Britney Spears’s new song is called “Work Bitch” and it’s terrible
by Samuel Tolzmann on September 15, 2013
The new Britney Spears single that leaked this morning is called “Work Bitch,” and the album artwork features Britney in a blue boa and sequined deep-V leotard, so I understand why you’re excited. And let’s get one thing out of the way right here, right now: this song is, indeed, craaaaaaaaaaaaaaazy. “Work Bitch” rides a brazenly stupid, retro-sounding riff (that maybe used to be a guitar before it was torqued to all hell in the studio?), the sort of riff that’s so obvious that you know how it ends when it’s only on the third note — the sort engineered to never leave your head.
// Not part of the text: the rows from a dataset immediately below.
//! Raw hourly data loading
//!
//! [SampleLoader] discovers the relevant hourly files of a day, decompresses
//! and deserializes them and applies the column/row filters, concatenating
//! everything into a single [Samples] table.

use chrono::NaiveDate;
use flate2::read::GzDecoder;
use itertools::Itertools;
use std::io::Read;
use std::ops::Deref;
use std::{fs::File, path::Path};
use strum::IntoEnumIterator;

use crate::archive::{Archive, ArchiveError, HourRange};
use crate::record::{Field, Record};

#[derive(thiserror::Error, Debug)]
pub enum LoadError {
    #[error("failed to open the hourly data file")]
    Io(#[from] std::io::Error),
    #[error("failed to deserialize the CSV file")]
    Csv(#[from] csv::Error),
    #[error(transparent)]
    Archive(#[from] ArchiveError),
}
type Result<T> = std::result::Result<T, LoadError>;

/// Row-dropping policy for missing values
#[derive(Debug, Clone)]
pub enum DropNa {
    /// Drop a row when any considered channel is missing
    Any,
    /// Drop a row when every considered channel is missing
    All,
    /// Drop a row when any of the listed channels is missing
    Fields(Vec<Field>),
}

/// A loaded table of sensor readings
#[derive(Default, Debug)]
pub struct Samples(Vec<Record>);
impl Deref for Samples {
    type Target = Vec<Record>;

    fn deref(&self) -> &Self::Target {
        &self.0
    }
}
impl FromIterator<Record> for Samples {
    fn from_iter<T: IntoIterator<Item = Record>>(iter: T) -> Self {
        Self(iter.into_iter().collect())
    }
}
impl Samples {
    /// One channel as a column, missing values included
    pub fn column(&self, field: Field) -> Vec<Option<f64>> {
        self.iter().map(|r| r.value(field)).collect()
    }
    /// The non-missing values of one channel
    pub fn values(&self, field: Field) -> Vec<f64> {
        self.iter().filter_map(|r| r.value(field)).collect()
    }
    /// Per-channel count of values, count of missing values and missing rate
    pub fn na_summary(&self) -> Vec<(Field, usize, usize, f64)> {
        let n = self.len();
        Field::iter()
            .map(|field| {
                let values = self.values(field).len();
                let missing = n - values;
                let rate = if n == 0 { 0. } else { missing as f64 / n as f64 };
                (field, values, missing, rate)
            })
            .collect()
    }
    pub fn summary(&self) {
        let stats = |x: &[f64]| {
            let n = x.len() as f64;
            let mean = x.iter().sum::<f64>() / n;
            let std = (x.iter().map(|x| x - mean).fold(0f64, |s, x| s + x * x) / n).sqrt();
            (mean, std)
        };
        let minmax = |x: &[f64]| {
            (
                x.iter().cloned().fold(f64::INFINITY, f64::min),
                x.iter().cloned().fold(f64::NEG_INFINITY, f64::max),
            )
        };

        println!("SUMMARY:");
        println!(" - # of records: {}", self.len());
        if let Some((first, last)) = self
            .iter()
            .filter_map(|r| r.utc())
            .minmax()
            .into_option()
        {
            println!(" - time range: [{} - {}]", first, last);
        }
        println!(
            "    {:^16}: ({:^12}, {:^12})  ({:^12}, {:^12})  {:>8}",
            "CHANNEL", "MEAN", "STD", "MIN", "MAX", "NA"
        );
        for (field, values, missing, _) in self.na_summary() {
            if values == 0 {
                continue;
            }
            let x = self.values(field);
            println!(
                "  - {:16}: {:>12.3?}  {:>12.3?}  {:>8}",
                field.to_string(),
                stats(&x),
                minmax(&x),
                missing
            );
        }
    }
}

/// Builder for loading raw readings of one or more days
pub struct SampleLoader<'a> {
    archive: &'a Archive,
    hours: HourRange,
    fields: Option<Vec<Field>>,
    bounds: Vec<(Field, (f64, f64))>,
    drop_na: Option<DropNa>,
}
impl<'a> SampleLoader<'a> {
    pub fn new(archive: &'a Archive) -> Self {
        Self {
            archive,
            hours: HourRange::default(),
            fields: None,
            bounds: vec![],
            drop_na: None,
        }
    }
    pub fn hours(self, hours: HourRange) -> Self {
        Self { hours, ..self }
    }
    /// Column filter; lat/lng are always kept
    pub fn fields(self, fields: &[Field]) -> Self {
        let mut fields = fields.to_vec();
        for latlng in [Field::Lat, Field::Lng] {
            if !fields.contains(&latlng) {
                fields.push(latlng);
            }
        }
        Self {
            fields: Some(fields),
            ..self
        }
    }
    /// Row filter: keep rows with `lo <= field <= hi`, conjunctive across calls
    pub fn between(mut self, field: Field, lo: f64, hi: f64) -> Self {
        self.bounds.push((field, (lo, hi)));
        self
    }
    pub fn drop_na(self, drop_na: DropNa) -> Self {
        Self {
            drop_na: Some(drop_na),
            ..self
        }
    }

    fn read_hour(&self, path: &Path) -> Result<Vec<Record>> {
        let csv_file = File::open(path)?;
        let mut gz = GzDecoder::new(csv_file);
        let mut contents = String::new();
        gz.read_to_string(&mut contents)?;
        let mut rdr = csv::Reader::from_reader(contents.as_bytes());
        let mut records = vec![];
        for result in rdr.deserialize() {
            records.push(result?);
        }
        Ok(records)
    }
    fn considered_fields(&self) -> Vec<Field> {
        self.fields
            .clone()
            .unwrap_or_else(|| Field::iter().collect())
    }
    fn keep(&self, record: &Record) -> bool {
        if let Some(drop_na) = &self.drop_na {
            let na = |fields: &[Field]| -> Vec<bool> {
                fields.iter().map(|&f| record.value(f).is_none()).collect()
            };
            let dropped = match drop_na {
                DropNa::Any => na(&self.considered_fields()).into_iter().any(|x| x),
                DropNa::All => na(&self.considered_fields()).into_iter().all(|x| x),
                DropNa::Fields(fields) => na(fields).into_iter().any(|x| x),
            };
            if dropped {
                return false;
            }
        }
        self.bounds.iter().all(|&(field, (lo, hi))| {
            record
                .value(field)
                .map_or(false, |x| (lo..=hi).contains(&x))
        })
    }

    /// Loads one day of readings, `None` when the day or the requested hours
    /// have no data at all
    pub fn load_day(&self, date: NaiveDate) -> Result<Option<Samples>> {
        if !self.archive.data_exists(date) {
            log::warn!("no data at all for {}", date);
            return Ok(None);
        }
        let relevant_hours = self.archive.relevant_hours(date, self.hours)?;
        if relevant_hours.is_empty() {
            log::warn!("on {}, no data for the desired hours", date);
            return Ok(None);
        }
        let mut records = vec![];
        for hour in relevant_hours {
            records.extend(self.read_hour(&self.archive.hour_path(date, hour))?);
        }
        if let Some(fields) = &self.fields {
            records.iter_mut().for_each(|r| r.retain(fields));
        }
        let samples: Samples = records.into_iter().filter(|r| self.keep(r)).collect();
        if samples.is_empty() {
            log::warn!("on {}, no data matched the where/na filters", date);
        }
        Ok(Some(samples))
    }
    /// Loads and concatenates an inclusive date range, skipping missing days
    pub fn load_days(&self, start: NaiveDate, end: NaiveDate) -> Result<Option<Samples>> {
        let mut records = vec![];
        let mut found = false;
        for date in crate::archive::dates(start, end)? {
            if let Some(samples) = self.load_day(date)? {
                found = true;
                records.extend(samples.0);
            }
        }
        if !found {
            log::warn!("no data found between {} and {}", start, end);
            return Ok(None);
        }
        Ok(Some(Samples(records)))
    }
}

#[cfg(test)]
mod tests {
    use super::*;
    use crate::testkit;

    #[test]
    fn load_one_day() {
        let (dir, archive) = testkit::scratch_archive();
        let date = testkit::date("2019/07/04");
        testkit::write_hour(
            &archive,
            date,
            9,
            &[
                testkit::record(Some(21.5), Some(1013.), Some(32.1), Some(34.8)),
                testkit::record(None, Some(1009.), Some(32.1), Some(34.8)),
            ],
        );
        testkit::write_hour(
            &archive,
            date,
            17,
            &[testkit::record(Some(24.), None, Some(48.9), Some(2.3))],
        );

        let samples = SampleLoader::new(&archive).load_day(date).unwrap().unwrap();
        assert_eq!(samples.len(), 3);
        assert_eq!(samples.values(Field::Temperature), vec![21.5, 24.]);
        drop(dir);
    }

    #[test]
    fn hour_filtering() {
        let (dir, archive) = testkit::scratch_archive();
        let date = testkit::date("2019/07/04");
        testkit::write_hour(
            &archive,
            date,
            9,
            &[testkit::record(Some(21.5), None, Some(32.1), Some(34.8))],
        );
        testkit::write_hour(
            &archive,
            date,
            17,
            &[testkit::record(Some(24.), None, Some(48.9), Some(2.3))],
        );

        let samples = SampleLoader::new(&archive)
            .hours(HourRange::new(0, 12).unwrap())
            .load_day(date)
            .unwrap()
            .unwrap();
        assert_eq!(samples.len(), 1);
        assert_eq!(samples[0].temperature, Some(21.5));
        drop(dir);
    }

    #[test]
    fn missing_day_is_none() {
        let (dir, archive) = testkit::scratch_archive();
        assert!(SampleLoader::new(&archive)
            .load_day(testkit::date("2019/07/04"))
            .unwrap()
            .is_none());
        drop(dir);
    }

    #[test]
    fn row_and_column_filters() {
        let (dir, archive) = testkit::scratch_archive();
        let date = testkit::date("2019/07/04");
        testkit::write_hour(
            &archive,
            date,
            0,
            &[
                testkit::record(Some(21.5), Some(1013.), Some(32.1), Some(34.8)),
                testkit::record(Some(35.), Some(1013.), Some(32.1), Some(34.8)),
                testkit::record(None, None, Some(32.1), Some(34.8)),
            ],
        );

        let samples = SampleLoader::new(&archive)
            .fields(&[Field::Temperature, Field::Pressure])
            .drop_na(DropNa::Fields(vec![Field::Temperature]))
            .between(Field::Temperature, 0., 30.)
            .load_day(date)
            .unwrap()
            .unwrap();
        assert_eq!(samples.len(), 1);
        assert_eq!(samples[0].temperature, Some(21.5));
        // the column filter kept lat/lng
        assert_eq!(samples[0].lat, Some(32.1));
        assert_eq!(samples[0].humidity, None);
        drop(dir);
    }

    #[test]
    fn concatenate_days() {
        let (dir, archive) = testkit::scratch_archive();
        let d1 = testkit::date("2019/07/04");
        let d3 = testkit::date("2019/07/06");
        testkit::write_hour(
            &archive,
            d1,
            0,
            &[testkit::record(Some(20.), None, Some(32.1), Some(34.8))],
        );
        testkit::write_hour(
            &archive,
            d3,
            0,
            &[testkit::record(Some(22.), None, Some(32.1), Some(34.8))],
        );

        let samples = SampleLoader::new(&archive)
            .load_days(d1, d3)
            .unwrap()
            .unwrap();
        assert_eq!(samples.len(), 2);
        assert!(SampleLoader::new(&archive)
            .load_days(
                testkit::date("2020/01/01"),
                testkit::date("2020/01/02")
            )
            .unwrap()
            .is_none());
        drop(dir);
    }
}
While it loops incessantly, Britney asks things like “You want a hot body?…You want a Maserati?” and then informs us that to get these things, “You better work, bitch.” Meanwhile, “Work Bitch”‘s true genius lies in the way it exists in a constant state of imminent climax, with all kinds of escalating whirrs and sirens rising in pitch as the hi-hat gets hit so quickly it blurs and the beat threatens to spin out of control. There’s a bridge in there too somewhere, but basically the song is those three elements: nail-biting climax, central riff, Britney telling us to “work, bitch.” Every time a section gets exhausting (and they all do), everything in the song races towards climax again and new hook drops in for a while to whet our appetite for the main melody again. This thing was lab-bred to be a force of pop nature, so naturally it succeeds. As a commercial investment, it’s a guarantee. It’s not only easy, it’s practically obligatory to imagine how successful this song will be in American gay clubs, sandwiched between Kylie and, like, early Fischerspooner. Britney’s speak-singing will be mouthed sassily across dancefloors the world over. She ticks all the requisite “dancefloor diva” boxes, and if it’s with a businesslike efficiency, that hardly matters in the perpetual heat of “Work Bitch”‘s moment.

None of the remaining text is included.